● **Records to process**:
————

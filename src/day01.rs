use crate::{parse_num, Params, Part, PuzzleError};

const DIAL_SIZE: i64 = 100;
const START: i64 = 50;

fn rotations(input: &str) -> impl Iterator<Item = Result<i64, PuzzleError>> + '_ {
    input.lines().map(str::trim).filter(|line| !line.is_empty()).map(|line| {
        let mut chars = line.chars();
        let dir = chars.next();
        let dist = i64::from(parse_num::<u32>(chars.as_str())?);
        match dir {
            Some('L') => Ok(-dist),
            Some('R') => Ok(dist),
            _ => Err(PuzzleError::malformed(line, "rotation must start with L or R"))
        }
    })
}

/// Times the dial shows 0 while turning `rotation` clicks away from `dial`.
fn zeros_passed(dial: i64, rotation: i64) -> u64 {
    let first_zero = match (dial, rotation.signum()) {
        (0, _) => DIAL_SIZE,
        (_, -1) => dial,
        _ => DIAL_SIZE - dial
    };
    let dist = rotation.abs();
    if dist < first_zero {0} else {(1 + (dist - first_zero) / DIAL_SIZE) as u64}
}

pub fn solve(part: Part, input: &str, _: &Params) -> Result<u64, PuzzleError> {
    let mut dial = START;
    let mut zeros = 0;
    for rotation in rotations(input) {
        let rotation = rotation?;
        let next = (dial + rotation).rem_euclid(DIAL_SIZE);
        zeros += match part {
            Part::One => u64::from(next == 0),
            Part::Two => zeros_passed(dial, rotation)
        };
        dial = next;
    }
    Ok(zeros)
}

#[cfg(test)]
mod tests {
    use super::*;

    const EXAMPLE: &str = "L68\nL30\nR48\nL5\nR60\nL55\nL1\nL99\nR14\nL82\n";

    #[test]
    fn example() {
        let params = Params::default();
        assert_eq!(solve(Part::One, EXAMPLE, &params).unwrap(), 3);
        assert_eq!(solve(Part::Two, EXAMPLE, &params).unwrap(), 6);
    }

    #[test]
    fn long_rotation_passes_zero_repeatedly() {
        assert_eq!(zeros_passed(50, 1000), 10);
        assert_eq!(zeros_passed(50, -1000), 10);
        assert_eq!(zeros_passed(0, -100), 1);
        assert_eq!(zeros_passed(0, 99), 0);
        assert_eq!(zeros_passed(1, -1), 1);
    }

    #[test]
    fn rejects_unknown_direction() {
        assert!(matches!(
            solve(Part::One, "U5", &Params::default()),
            Err(PuzzleError::Malformed {..})
        ));
    }
}
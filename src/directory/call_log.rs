//! Call history listing.
//!
//! The call log keeps one row per call, so the same caller shows up many
//! times. Rows are fetched newest first and collapsed client-side on the
//! `(number, cached name)` pair; the first (newest) row of each pair wins.

use std::collections::HashSet;

use sqlx::SqlitePool;
use tracing::trace;

use crate::contacts::{Contact, ContactNumber, ContactType};
use crate::store::{like_pattern, StoreError};

/// List distinct callers, newest first.
///
/// The filter matches the cached name as a substring. Rows without a
/// cached name are matched on the number instead.
///
/// # Errors
///
/// Returns [`StoreError::Database`] on SQLite failure.
pub async fn list(db: &SqlitePool, filter: Option<&str>) -> Result<Vec<Contact>, StoreError> {
    let pattern = like_pattern(filter.unwrap_or(""));
    let rows: Vec<(i64, String, Option<String>)> = sqlx::query_as(
        "SELECT id, number, cached_name FROM call_log \
         WHERE number IS NOT NULL \
         AND ((cached_name IS NULL AND number LIKE ?1 ESCAPE '\\') \
              OR cached_name LIKE ?1 ESCAPE '\\') \
         ORDER BY date DESC, id DESC",
    )
    .bind(&pattern)
    .fetch_all(db)
    .await?;

    let fetched = rows.len();
    let contacts = dedup(rows);
    trace!(fetched, listed = contacts.len(), "call log collapsed");
    Ok(contacts)
}

/// Collapse raw rows on `(number, cached name)`, keeping order.
fn dedup(rows: Vec<(i64, String, Option<String>)>) -> Vec<Contact> {
    let mut seen: HashSet<(String, Option<String>)> = HashSet::new();
    let mut contacts = Vec::new();
    for (id, number, cached_name) in rows {
        if !seen.insert((number.clone(), cached_name.clone())) {
            continue;
        }
        let numbers = vec![ContactNumber::new(0, &number, id)];
        contacts.push(Contact {
            id,
            name: cached_name.unwrap_or(number),
            contact_type: ContactType::None,
            numbers,
        });
    }
    contacts
}

/// Record a call. Returns the new row id.
///
/// # Errors
///
/// Returns [`StoreError::Database`] on SQLite failure.
pub async fn insert(
    db: &SqlitePool,
    number: Option<&str>,
    cached_name: Option<&str>,
    date: i64,
) -> Result<i64, StoreError> {
    let id = sqlx::query("INSERT INTO call_log (number, cached_name, date) VALUES (?1, ?2, ?3)")
        .bind(number)
        .bind(cached_name)
        .bind(date)
        .execute(db)
        .await?
        .last_insert_rowid();
    Ok(id)
}
//! SQLite store backing the directory sources, the screening lists and the journal.
//!
//! The schema is applied inline via `include_str!` every time a store is
//! opened; all statements are `IF NOT EXISTS` so reopening is harmless.

use std::path::Path;

use anyhow::Context;
use sqlx::sqlite::{SqliteConnectOptions, SqliteJournalMode, SqlitePoolOptions};
use sqlx::SqlitePool;

/// Errors from store-backed operations.
#[derive(Debug, thiserror::Error)]
pub enum StoreError {
    /// Database operation failed.
    #[error("database error: {0}")]
    Database(#[from] sqlx::Error),

    /// A stored enum column held an unknown value.
    #[error("invalid {field} value: {value}")]
    InvalidEnum {
        /// Column name.
        field: &'static str,
        /// The offending value.
        value: String,
    },
}

/// Handle to the callscreen SQLite database.
#[derive(Debug, Clone)]
pub struct Store {
    pool: SqlitePool,
}

impl Store {
    /// Open (or create) the database at the given path and apply the schema.
    ///
    /// # Errors
    ///
    /// Returns an error if the database cannot be opened or the schema fails.
    pub async fn open(path: &Path) -> anyhow::Result<Self> {
        if let Some(parent) = path.parent() {
            if !parent.as_os_str().is_empty() {
                std::fs::create_dir_all(parent).with_context(|| {
                    format!("failed to create database directory {}", parent.display())
                })?;
            }
        }

        let options = SqliteConnectOptions::new()
            .filename(path)
            .create_if_missing(true)
            .journal_mode(SqliteJournalMode::Wal)
            .pragma("trusted_schema", "OFF")
            .foreign_keys(true);

        let pool = SqlitePoolOptions::new()
            .max_connections(4)
            .connect_with(options)
            .await
            .with_context(|| format!("failed to open database at {}", path.display()))?;

        Self::from_pool(pool).await
    }

    /// Open a private in-memory database.
    ///
    /// In-memory databases are per-connection, so the pool is pinned to a
    /// single connection that never idles out.
    ///
    /// # Errors
    ///
    /// Returns an error if the connection or the schema fails.
    pub async fn open_in_memory() -> anyhow::Result<Self> {
        let options = SqliteConnectOptions::new()
            .filename(":memory:")
            .foreign_keys(true);

        let pool = SqlitePoolOptions::new()
            .max_connections(1)
            .min_connections(1)
            .idle_timeout(None)
            .max_lifetime(None)
            .connect_with(options)
            .await
            .context("failed to open in-memory database")?;

        Self::from_pool(pool).await
    }

    async fn from_pool(pool: SqlitePool) -> anyhow::Result<Self> {
        let schema = include_str!("../migrations/001_schema.sql");
        sqlx::raw_sql(schema)
            .execute(&pool)
            .await
            .context("failed to apply callscreen schema")?;
        Ok(Self { pool })
    }

    /// Underlying connection pool.
    pub fn pool(&self) -> &SqlitePool {
        &self.pool
    }

    /// Close the pool, waiting for in-flight queries.
    pub async fn close(&self) {
        self.pool.close().await;
    }
}

/// Escape `%`, `_` and `\` so user text matches literally inside `LIKE ... ESCAPE '\'`.
pub(crate) fn like_pattern(filter: &str) -> String {
    let mut out = String::with_capacity(filter.len().saturating_add(2));
    out.push('%');
    for c in filter.chars() {
        if matches!(c, '%' | '_' | '\\') {
            out.push('\\');
        }
        out.push(c);
    }
    out.push('%');
    out
}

————

● **Task objective**: The required output is every line above from the one with "Database operation failed." down to the one with "pub struct Store", restated word for word, ends included.

● **Reply to the exercise**:
    /// Database operation failed.
    #[error("database error: {0}")]
    Database(#[from] sqlx::Error),

    /// A stored enum column held an unknown value.
    #[error("invalid {field} value: {value}")]
    InvalidEnum {
        /// Column name.
        field: &'static str,
        /// The offending value.
        value: String,
    },
}

/// Handle to the callscreen SQLite database.
#[derive(Debug, Clone)]
pub struct Store {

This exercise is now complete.